魔石が燃えることは秋斗も知っている。ただしそれは通常の燃焼現象ではない。つまり炭素と酸素が反応して二酸化炭素が生成される、という化学反応が起こっているわけではないのだ。では何が起こっているのかというのは、今はひとまず置いておく。
さて、魔石の燃焼に酸素は必要ではないので、閉じられた瓶の中などでも魔石は完全に燃焼する。ではここで想像して欲しい。魔石を入れたガラス瓶を計量器の上に載せる。すると当然ながら計量器には魔石とガラス瓶の合計の重さが表示される。これを仮にMとする。
次に魔石に火をつけ、ガラス瓶の口を閉じて完全に密閉する。魔石はガラス瓶の中で燃えているが、しかし気体になって外へ出て行くわけではない。質量保存則的に考えれば、全体の重さは変わらないはずだ。
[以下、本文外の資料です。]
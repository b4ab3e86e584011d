//! Strava OAuth refresh-token grant.

use async_trait::async_trait;
use chrono::{TimeZone, Utc};
use log::{debug, info};
use reqwest::Client;
use serde::Deserialize;
use tokio::sync::Mutex;

use super::{build_client, check_status, read_body, transport_error};
use crate::auth::{AccessToken, TokenRefresher};
use crate::error::{Result, SyncError};
use crate::transport::ApiError;

const DEFAULT_TOKEN_URL: &str = "https://www.strava.com/oauth/token";

#[derive(Debug, Deserialize)]
struct TokenResponse {
    access_token: String,
    /// Unix seconds
    #[serde(default)]
    expires_at: Option<i64>,
    /// Strava may rotate the refresh token on any grant
    #[serde(default)]
    refresh_token: Option<String>,
}

/// Exchanges the long-lived refresh token for short-lived access tokens.
pub struct StravaTokenRefresher {
    client: Client,
    token_url: String,
    client_id: String,
    client_secret: String,
    refresh_token: Mutex<String>,
}

impl StravaTokenRefresher {
    pub fn new(client_id: &str, client_secret: &str, refresh_token: &str) -> Result<Self> {
        Self::with_token_url(DEFAULT_TOKEN_URL, client_id, client_secret, refresh_token)
    }

    pub fn with_token_url(
        token_url: &str,
        client_id: &str,
        client_secret: &str,
        refresh_token: &str,
    ) -> Result<Self> {
        let client = build_client().map_err(|e| SyncError::config(e.to_string()))?;
        Ok(Self {
            client,
            token_url: token_url.to_string(),
            client_id: client_id.to_string(),
            client_secret: client_secret.to_string(),
            refresh_token: Mutex::new(refresh_token.to_string()),
        })
    }

    async fn request(&self, refresh_token: &str) -> std::result::Result<TokenResponse, ApiError> {
        let form = [
            ("client_id", self.client_id.as_str()),
            ("client_secret", self.client_secret.as_str()),
            ("grant_type", "refresh_token"),
            ("refresh_token", refresh_token),
        ];
        let response = self
            .client
            .post(&self.token_url)
            .form(&form)
            .send()
            .await
            .map_err(transport_error)?;
        let bytes = read_body(check_status(response).await?).await?;
        serde_json::from_slice(&bytes).map_err(|e| ApiError::Decode(e.to_string()))
    }
}

#[async_trait]
impl TokenRefresher for StravaTokenRefresher {
    async fn refresh(&self) -> Result<AccessToken> {
        let mut refresh_token = self.refresh_token.lock().await;
        let response = self
            .request(&refresh_token)
            .await
            .map_err(|e| SyncError::Auth {
                message: format!("token refresh failed: {}", e),
            })?;

        if let Some(rotated) = response.refresh_token.filter(|t| *t != *refresh_token) {
            info!("[StravaTokenRefresher] Refresh token was rotated");
            *refresh_token = rotated;
        }

        let expires_at = response
            .expires_at
            .and_then(|secs| Utc.timestamp_opt(secs, 0).single());
        debug!(
            "[StravaTokenRefresher] New access token, expires {:?}",
            expires_at.map(|t| t.to_rfc3339())
        );
        Ok(AccessToken::new(response.access_token, expires_at))
    }
}
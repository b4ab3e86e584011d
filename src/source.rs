//! # Activity Source
//!
//! Lists activities and fetches their tracks from the activity API.
//!
//! Every request goes through the same path:
//! 1. claim a slot from the [`RateLimiter`] (waiting, or refusing with
//!    `RateLimitExceeded`)
//! 2. attach a bearer token, refreshing it first when missing or expired
//! 3. on 401 refresh once and retry; a second 401 is an `Auth` error
//! 4. on 429 tell the limiter and go back to step 1
//! 5. retry transient failures with exponential backoff, then `FetchFailed`

use std::future::Future;

use async_trait::async_trait;
use chrono::{DateTime, Duration as ChronoDuration, Utc};
use futures::stream::{self, Stream, TryStreamExt};
use log::{debug, info, warn};
use serde::Deserialize;
use tokio::sync::Mutex;

use crate::auth::{AccessToken, TokenRefresher};
use crate::error::{Result, SyncError};
use crate::rate_limit::{RateLimiter, SHORT_WINDOW};
use crate::transport::{ApiError, RetryPolicy};
use crate::{Activity, ActivitySummary, TrackPoint};

/// Largest page the Strava listing endpoint accepts.
pub const PAGE_SIZE: u32 = 200;

/// One page request of the activity listing.
#[derive(Debug, Clone, Copy, PartialEq)]
pub struct PageQuery {
    /// 1-based page number
    pub page: u32,
    pub per_page: u32,
    /// Only activities that started after this instant
    pub after: Option<DateTime<Utc>>,
}

/// Raw activity API, one method per endpoint.
///
/// Implementations perform exactly one request per call and leave rate
/// limiting, retries and token refresh to [`ActivitySource`].
#[async_trait]
pub trait ActivityApi: Send + Sync {
    /// One page of the athlete's activities, newest first.
    async fn list_page(
        &self,
        token: &str,
        query: PageQuery,
    ) -> std::result::Result<Vec<ActivitySummary>, ApiError>;

    /// Metadata of a single activity.
    async fn get_activity(
        &self,
        token: &str,
        id: &str,
    ) -> std::result::Result<ActivitySummary, ApiError>;

    /// Sample streams of a single activity.
    async fn get_streams(&self, token: &str, id: &str) -> std::result::Result<StreamSet, ApiError>;
}

/// A single sample stream.
#[derive(Debug, Clone, PartialEq, Deserialize)]
pub struct SampleStream<T> {
    pub data: Vec<T>,
}

impl<T> SampleStream<T> {
    pub fn new(data: Vec<T>) -> Self {
        Self { data }
    }
}

/// Activity sample streams, keyed by type.
///
/// Streams the activity was not recorded with are absent. Sensor streams may
/// contain gaps.
#[derive(Debug, Clone, Default, PartialEq, Deserialize)]
pub struct StreamSet {
    /// Seconds since the activity start
    pub time: Option<SampleStream<i64>>,
    /// `[lat, lng]` pairs
    pub latlng: Option<SampleStream<[f64; 2]>>,
    pub altitude: Option<SampleStream<f64>>,
    pub heartrate: Option<SampleStream<Option<f64>>>,
    pub cadence: Option<SampleStream<Option<f64>>>,
    pub watts: Option<SampleStream<Option<f64>>>,
    pub temp: Option<SampleStream<Option<f64>>>,
}

impl StreamSet {
    /// Zip the streams into track points.
    ///
    /// An activity without position data yields an empty track. Streams of
    /// different lengths, or positions without times, cannot be aligned and
    /// are reported as an encoding error.
    pub fn into_track(self, activity_id: &str, start: DateTime<Utc>) -> Result<Vec<TrackPoint>> {
        let Some(latlng) = self.latlng else {
            return Ok(Vec::new());
        };
        let Some(time) = self.time else {
            return Err(SyncError::encoding(
                activity_id,
                "track has positions but no time stream",
            ));
        };

        let len = latlng.data.len();
        let check = |name: &str, other: Option<usize>| match other {
            Some(n) if n != len => Err(SyncError::encoding(
                activity_id,
                format!("latlng and {} streams differ in length ({} vs {})", name, len, n),
            )),
            _ => Ok(()),
        };
        check("time", Some(time.data.len()))?;
        check("altitude", self.altitude.as_ref().map(|s| s.data.len()))?;
        check("heartrate", self.heartrate.as_ref().map(|s| s.data.len()))?;
        check("cadence", self.cadence.as_ref().map(|s| s.data.len()))?;
        check("watts", self.watts.as_ref().map(|s| s.data.len()))?;
        check("temp", self.temp.as_ref().map(|s| s.data.len()))?;

        let points = latlng
            .data
            .iter()
            .zip(&time.data)
            .enumerate()
            .map(|(i, (&[lat, lng], &offset))| TrackPoint {
                latitude: lat,
                longitude: lng,
                elevation: self.altitude.as_ref().map(|s| s.data[i]),
                time: start + ChronoDuration::seconds(offset),
                heart_rate: sample(&self.heartrate, i).map(to_u16),
                cadence: sample(&self.cadence, i).map(to_u16),
                power: sample(&self.watts, i).map(to_u16),
                temperature: sample(&self.temp, i),
            })
            .collect();
        Ok(points)
    }
}

fn sample(stream: &Option<SampleStream<Option<f64>>>, i: usize) -> Option<f64> {
    stream
        .as_ref()
        .and_then(|s| s.data.get(i).copied().flatten())
        .filter(|v| v.is_finite())
}

fn to_u16(value: f64) -> u16 {
    value.round().clamp(0.0, u16::MAX as f64) as u16
}

/// Rate-limited, token-refreshing view of an [`ActivityApi`].
pub struct ActivitySource<A, T> {
    api: A,
    refresher: T,
    limiter: RateLimiter,
    retry: RetryPolicy,
    token: Mutex<Option<AccessToken>>,
    per_page: u32,
}

impl<A: ActivityApi, T: TokenRefresher> ActivitySource<A, T> {
    pub fn new(api: A, refresher: T, limiter: RateLimiter) -> Self {
        Self {
            api,
            refresher,
            limiter,
            retry: RetryPolicy::default(),
            token: Mutex::new(None),
            per_page: PAGE_SIZE,
        }
    }

    pub fn with_retry_policy(mut self, retry: RetryPolicy) -> Self {
        self.retry = retry;
        self
    }

    pub fn with_page_size(mut self, per_page: u32) -> Self {
        self.per_page = per_page.clamp(1, PAGE_SIZE);
        self
    }

    pub fn api(&self) -> &A {
        &self.api
    }

    pub fn limiter(&self) -> &RateLimiter {
        &self.limiter
    }

    /// Lazily page through the athlete's activities, newest first.
    ///
    /// Pages are requested only as the stream is polled. The listing ends at
    /// the first empty or short page. Dropping the stream and calling this
    /// again restarts from the first page.
    pub fn list_activities(
        &self,
        since: Option<DateTime<Utc>>,
    ) -> impl Stream<Item = Result<ActivitySummary>> + '_ {
        stream::try_unfold(Some(1u32), move |page| self.next_page(page, since))
            .map_ok(|items| stream::iter(items.into_iter().map(Ok::<_, SyncError>)))
            .try_flatten()
    }

    async fn next_page(
        &self,
        page: Option<u32>,
        since: Option<DateTime<Utc>>,
    ) -> Result<Option<(Vec<ActivitySummary>, Option<u32>)>> {
        let Some(page) = page else {
            return Ok(None);
        };
        let query = PageQuery {
            page,
            per_page: self.per_page,
            after: since,
        };
        let resource = format!("activity list page {}", page);
        let items = self
            .call(&resource, move |token| async move {
                self.api.list_page(&token, query).await
            })
            .await?;

        debug!(
            "[ActivitySource] Page {} returned {} activities",
            page,
            items.len()
        );
        if items.is_empty() {
            return Ok(None);
        }
        let next = (items.len() as u32 >= self.per_page).then_some(page + 1);
        Ok(Some((items, next)))
    }

    /// Fetch metadata and track of one activity.
    ///
    /// Issues two requests, both counted against the rate budget.
    pub async fn fetch_activity_detail(&self, id: &str) -> Result<Activity> {
        let resource = format!("activity {}", id);
        let summary = self
            .call(&resource, move |token| async move {
                self.api.get_activity(&token, id).await
            })
            .await?;

        let resource = format!("streams of activity {}", id);
        let streams = self
            .call(&resource, move |token| async move {
                match self.api.get_streams(&token, id).await {
                    // Manual activities have no streams at all
                    Err(ApiError::NotFound) => Ok(StreamSet::default()),
                    other => other,
                }
            })
            .await?;

        let track = streams.into_track(id, summary.start)?;
        debug!(
            "[ActivitySource] Activity {} has {} track points",
            id,
            track.len()
        );
        Ok(Activity::from_summary(summary, track))
    }

    async fn access_token(&self, force_refresh: bool) -> Result<String> {
        let mut current = self.token.lock().await;
        if let Some(token) = current.as_ref() {
            if !force_refresh && !token.is_expired(Utc::now()) {
                return Ok(token.token.clone());
            }
        }
        debug!("[ActivitySource] Refreshing access token");
        let fresh = self.refresher.refresh().await?;
        let value = fresh.token.clone();
        *current = Some(fresh);
        Ok(value)
    }

    async fn call<R, F, Fut>(&self, resource: &str, op: F) -> Result<R>
    where
        F: Fn(String) -> Fut,
        Fut: Future<Output = std::result::Result<R, ApiError>>,
    {
        let mut attempt = 1;
        let mut refreshed = false;

        loop {
            // A failed token refresh must not use up a request slot
            let token = self.access_token(false).await?;
            self.limiter.acquire().await?;

            let err = match op(token).await {
                Ok(value) => {
                    self.limiter.record_success();
                    return Ok(value);
                }
                Err(e) => e,
            };

            match err {
                ApiError::Unauthorized if !refreshed => {
                    info!(
                        "[ActivitySource] 401 for {}, refreshing token and retrying",
                        resource
                    );
                    refreshed = true;
                    self.access_token(true).await?;
                }
                ApiError::Unauthorized => {
                    return Err(SyncError::Auth {
                        message: format!("{} rejected after token refresh", resource),
                    });
                }
                ApiError::RateLimited { retry_after } => {
                    self.limiter.record_429(retry_after).await;
                    if attempt >= self.retry.max_attempts {
                        return Err(SyncError::RateLimitExceeded {
                            retry_after: retry_after.unwrap_or(SHORT_WINDOW),
                        });
                    }
                    attempt += 1;
                }
                e if e.is_transient() && attempt < self.retry.max_attempts => {
                    let wait = self.retry.delay(attempt);
                    warn!(
                        "[ActivitySource] Error for {}: {}, retry {} after {:?}",
                        resource, e, attempt, wait
                    );
                    tokio::time::sleep(wait).await;
                    attempt += 1;
                }
                e => {
                    return Err(SyncError::FetchFailed {
                        resource: resource.to_string(),
                        message: e.to_string(),
                    });
                }
            }
        }
    }
}
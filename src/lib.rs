//! # Activity Sync
//!
//! Incremental mirroring of a Strava activity history into GPX route files
//! on a Nextcloud (WebDAV) server.
//!
//! This library provides:
//! - A lazy, rate-limited activity source with token refresh on 401
//! - Deterministic GPX encoding of activity tracks
//! - A remote sync record kept next to the route files
//! - The sync engine that ties them together, one cycle at a time
//!
//! ## Features
//!
//! - **`http`** (default) - reqwest clients for Strava, its OAuth endpoint
//!   and WebDAV, and the `activity-syncd` daemon
//!
//! The three remote seams ([`ActivityApi`], [`TokenRefresher`],
//! [`StorageApi`]) are traits, so the engine runs unchanged against
//! in-memory implementations.

use chrono::{DateTime, Utc};
use serde::{Deserialize, Serialize};

// Unified error handling
pub mod error;
pub use error::{Result, SyncError};

// Failure classification and retry policy shared by remote clients
pub mod transport;
pub use transport::{ApiError, RetryPolicy};

// Environment configuration
pub mod config;
pub use config::{PersistMode, SyncConfig};

// Sliding-window request budgets
pub mod rate_limit;
pub use rate_limit::{RateBudget, RateLimiter};

// Bearer token refresh seam
pub mod auth;
pub use auth::{AccessToken, TokenRefresher};

// Activity listing and detail fetching
pub mod source;
pub use source::{ActivityApi, ActivitySource, PageQuery, StreamSet};

// GPX route encoding
pub mod gpx;
pub use gpx::{encode, EncodedFile};

// File-storage seam
pub mod storage;
pub use storage::{join_path, StorageApi};

// Remote sync record
pub mod state;
pub use state::{RemoteStateStore, SyncRecord};

// Route file upload
pub mod sink;
pub use sink::FileSink;

// Sync engine
pub mod engine;
pub use engine::{ActivityOutcome, CyclePhase, CycleReport, SyncEngine};

// HTTP clients for Strava and WebDAV
#[cfg(feature = "http")]
pub mod http;

#[cfg(feature = "http")]
pub use http::{StravaApi, StravaTokenRefresher, WebDavClient};

// ============================================================================
// Core Types
// ============================================================================

/// One entry of the activity listing.
#[derive(Debug, Clone, PartialEq, Serialize, Deserialize)]
pub struct ActivitySummary {
    /// Source-assigned identifier
    pub id: String,
    pub name: String,
    pub start: DateTime<Utc>,
    /// Legacy activity type (e.g., "Ride", "Run")
    pub activity_type: String,
    /// Detailed sport type (e.g., "MountainBikeRide", "TrailRun")
    pub sport_type: String,
}

/// A single sample of an activity track.
#[derive(Debug, Clone, Copy, PartialEq, Serialize, Deserialize)]
pub struct TrackPoint {
    pub latitude: f64,
    pub longitude: f64,
    /// Elevation in meters
    pub elevation: Option<f64>,
    pub time: DateTime<Utc>,
    /// Beats per minute
    pub heart_rate: Option<u16>,
    /// Revolutions (or steps) per minute
    pub cadence: Option<u16>,
    /// Watts
    pub power: Option<u16>,
    /// Degrees Celsius
    pub temperature: Option<f64>,
}

impl TrackPoint {
    /// Create a track point with position and time only.
    pub fn new(latitude: f64, longitude: f64, elevation: Option<f64>, time: DateTime<Utc>) -> Self {
        Self {
            latitude,
            longitude,
            elevation,
            time,
            heart_rate: None,
            cadence: None,
            power: None,
            temperature: None,
        }
    }

    /// Check if the point has valid coordinates.
    pub fn is_valid(&self) -> bool {
        self.latitude.is_finite()
            && self.longitude.is_finite()
            && (-90.0..=90.0).contains(&self.latitude)
            && (-180.0..=180.0).contains(&self.longitude)
            && self.elevation.map_or(true, f64::is_finite)
    }
}

/// A fully fetched activity. Immutable once fetched.
#[derive(Debug, Clone, PartialEq, Serialize, Deserialize)]
pub struct Activity {
    pub id: String,
    pub name: String,
    pub start: DateTime<Utc>,
    pub activity_type: String,
    pub sport_type: String,
    pub track: Vec<TrackPoint>,
}

impl Activity {
    pub fn from_summary(summary: ActivitySummary, track: Vec<TrackPoint>) -> Self {
        Self {
            id: summary.id,
            name: summary.name,
            start: summary.start,
            activity_type: summary.activity_type,
            sport_type: summary.sport_type,
            track,
        }
    }
}
//! # GPX Encoding
//!
//! Converts an [`Activity`] into a GPX 1.1 document.
//!
//! Output is a pure function of the activity: the same activity always
//! produces byte-identical files, so re-uploading after a crash overwrites
//! the earlier copy with identical content.

use std::borrow::Cow;
use std::fmt::Write;

use chrono::{DateTime, SecondsFormat, Utc};

use crate::error::{Result, SyncError};
use crate::{Activity, TrackPoint};

const CREATOR: &str = "activity-sync";
const GPX_NS: &str = "http://www.topografix.com/GPX/1.1";
const TPX_NS: &str = "http://www.garmin.com/xmlschemas/TrackPointExtension/v1";
const SCHEMA_LOCATION: &str = "http://www.topografix.com/GPX/1.1 \
    http://www.topografix.com/GPX/1.1/gpx.xsd \
    http://www.garmin.com/xmlschemas/TrackPointExtension/v1 \
    http://www.garmin.com/xmlschemas/TrackPointExtensionv1.xsd";

/// An encoded route file, ready for upload.
#[derive(Debug, Clone, PartialEq, Eq)]
pub struct EncodedFile {
    /// Deterministic file name, e.g. `2024-06-01_Morning_Ride.gpx`
    pub file_name: String,
    pub content: Vec<u8>,
}

impl EncodedFile {
    pub fn len(&self) -> usize {
        self.content.len()
    }

    pub fn is_empty(&self) -> bool {
        self.content.is_empty()
    }
}

/// Encode an activity as GPX.
///
/// Fails with `SyncError::Encoding` when the activity has no track points or
/// a point with invalid coordinates.
pub fn encode(activity: &Activity) -> Result<EncodedFile> {
    validate(activity)?;

    let mut xml = String::with_capacity(512 + activity.track.len() * 160);
    render(&mut xml, activity)?;

    Ok(EncodedFile {
        file_name: file_name(activity),
        content: xml.into_bytes(),
    })
}

/// `{UTC start date}_{name}.gpx`, with path separators and spaces replaced.
pub fn file_name(activity: &Activity) -> String {
    let name = activity.name.trim();
    let safe_name: String = if name.is_empty() {
        format!("activity-{}", activity.id)
    } else {
        name.chars()
            .map(|c| match c {
                ' ' => '_',
                '/' | '\\' => '-',
                c if c.is_control() => '_',
                c => c,
            })
            .collect()
    };
    format!("{}_{}.gpx", activity.start.format("%Y-%m-%d"), safe_name)
}

fn validate(activity: &Activity) -> Result<()> {
    if activity.track.is_empty() {
        return Err(SyncError::encoding(
            &activity.id,
            "activity has no track points",
        ));
    }
    if let Some((i, _)) = activity
        .track
        .iter()
        .enumerate()
        .find(|(_, p)| !p.is_valid())
    {
        return Err(SyncError::encoding(
            &activity.id,
            format!("track point {} has invalid coordinates", i),
        ));
    }
    Ok(())
}

fn render<W: Write>(out: &mut W, activity: &Activity) -> Result<()> {
    write_document(out, activity)
        .map_err(|e| SyncError::encoding(&activity.id, format!("writing GPX: {}", e)))
}

fn write_document<W: Write>(out: &mut W, activity: &Activity) -> std::fmt::Result {
    let name = escape(&activity.name);

    writeln!(out, r#"<?xml version="1.0" encoding="UTF-8"?>"#)?;
    writeln!(
        out,
        r#"<gpx xmlns="{GPX_NS}" xmlns:xsi="http://www.w3.org/2001/XMLSchema-instance" xsi:schemaLocation="{SCHEMA_LOCATION}" xmlns:gpxtpx="{TPX_NS}" creator="{CREATOR}" version="1.1">"#
    )?;
    writeln!(out, "  <metadata>")?;
    writeln!(out, "    <name>{}</name>", name)?;
    writeln!(out, "    <time>{}</time>", timestamp(activity.start))?;
    writeln!(out, "  </metadata>")?;
    writeln!(out, "  <trk>")?;
    writeln!(out, "    <name>{}</name>", name)?;
    writeln!(out, "    <desc>{}</desc>", escape(&activity.sport_type))?;
    writeln!(out, "    <type>{}</type>", escape(&activity.activity_type))?;
    writeln!(out, "    <trkseg>")?;
    for point in &activity.track {
        write_point(out, point)?;
    }
    writeln!(out, "    </trkseg>")?;
    writeln!(out, "  </trk>")?;
    writeln!(out, "</gpx>")
}

fn write_point<W: Write>(out: &mut W, point: &TrackPoint) -> std::fmt::Result {
    writeln!(
        out,
        r#"      <trkpt lat="{:.7}" lon="{:.7}">"#,
        point.latitude, point.longitude
    )?;
    if let Some(ele) = point.elevation {
        writeln!(out, "        <ele>{:.1}</ele>", ele)?;
    }
    writeln!(out, "        <time>{}</time>", timestamp(point.time))?;

    let has_tpx =
        point.temperature.is_some() || point.heart_rate.is_some() || point.cadence.is_some();
    if has_tpx || point.power.is_some() {
        writeln!(out, "        <extensions>")?;
        if let Some(power) = point.power {
            writeln!(out, "          <power>{}</power>", power)?;
        }
        if has_tpx {
            // Schema order: atemp, hr, cad
            writeln!(out, "          <gpxtpx:TrackPointExtension>")?;
            if let Some(temp) = point.temperature {
                writeln!(out, "            <gpxtpx:atemp>{:.1}</gpxtpx:atemp>", temp)?;
            }
            if let Some(hr) = point.heart_rate {
                writeln!(out, "            <gpxtpx:hr>{}</gpxtpx:hr>", hr)?;
            }
            if let Some(cad) = point.cadence {
                writeln!(out, "            <gpxtpx:cad>{}</gpxtpx:cad>", cad)?;
            }
            writeln!(out, "          </gpxtpx:TrackPointExtension>")?;
        }
        writeln!(out, "        </extensions>")?;
    }
    writeln!(out, "      </trkpt>")
}

fn timestamp(t: DateTime<Utc>) -> String {
    t.to_rfc3339_opts(SecondsFormat::Secs, true)
}

fn escape(s: &str) -> Cow<'_, str> {
    if !s.contains(['&', '<', '>', '"', '\'']) {
        return Cow::Borrowed(s);
    }
    let mut escaped = String::with_capacity(s.len() + 16);
    for c in s.chars() {
        match c {
            '&' => escaped.push_str("&amp;"),
            '<' => escaped.push_str("&lt;"),
            '>' => escaped.push_str("&gt;"),
            '"' => escaped.push_str("&quot;"),
            '\'' => escaped.push_str("&apos;"),
            c => escaped.push(c),
        }
    }
    Cow::Owned(escaped)
}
だが実際には魔石の燃焼が進むにつれて、徐々に計量器に表示される重さは減っていく。そして魔石が完全に燃焼した時の表示をmとすると、mはMよりも小さいのだ。そしてmとはつまりガラス瓶の重さのことである。
「……ようするに、魔石の分はどこかへ消えてしまうわけじゃ。いや、すべて熱量に変換されたと言うべきかの」
「……とても信じられない」
「まあ、魔石についてはそういうモノだと思ってもらうしかないのう。それで実験の話じゃが、魔石の燃焼が終わったあとの瓶の中を調べて見ても、そこから魔素は検出されぬ。つまり魔石が魔素に戻ったわけではないということじゃ」
アリスによれば他にも色々な実験が行われたが、魔石が魔素に戻った例はないと言う。ただ魔石を用いた実験を行うと、他とは明らかに違う結果が出るので、それは魔素のせいであろうというのが通説になっていた。そしてそこから魔石は魔素が結晶化したものと考えられ、魔石と一緒にドロップするアイテムもまた魔素から生成されたのだろう、とそう考えられているわけだ。
「なるほど……。じゃあ宝箱とかその中身とかも、やっぱり魔素から作られてるのかな?」
「そう考えるのが合理的じゃな。……いや、まさしくそうじゃ」
アリスは少し考えてから答え方を変えた。自身が宝箱(銀)を作り出した時のことを、改めて振り返ってみたのだ。あの時はほぼ無意識に行っていたが、何を行ったのかそのプロセスを一つずつ追えば、それは確かに魔素の物質変換に他ならない。
「気持ちが悪いのぅ……」
アリスは思わずそう口に出していた。魔素の物質変換など、彼女のもともとのスペックでは想定すらされていない。彼女自身、ドレスや大鎌を出し入れしているが、それは仮想変換とでも言うべきモノ。言い方を変えれば、手軽ではあるが恒久的ではない。つまり別物だ。
本来想定されていない力をさも当たり前に振るい、しかもそこに違和感を覚えない。しかし一度自覚してしまうと、その気持ちの悪さは拭いがたい。自分がどう変質しているのか、普段はもう気にしないようにしているが、それでも不愉快なものは不愉快だ。
アリスはゆっくりと頭を振った。そして個包装のチーズタルトに手を伸ばす。彼女は甘味で気持ちの悪さを振り払った。今更死ぬことは恐くない。だが無為に死にたいとは思わない。そして生きていく限り、この身体と力とは付き合っていかなければならないのだ。ならばせめて前向きに受け入れるべきだろう。
チーズタルトを食べるうちに、アリスの表情が徐々に和らいでいく。それを見ながら、秋斗はこのアナザーワールドについて考えていた。先ほども言ったが、この世界は明らかに人為的というか作為的だ。だがそこに込められた意図がなかなか見えてこない。
(醜悪、か)
夢で見た石版の一言が、ふと秋斗の頭に浮かぶ。いわゆる“運営”の意図というのは、「醜悪」なものなのだろうか。今の彼にそれを否定する材料はなかった。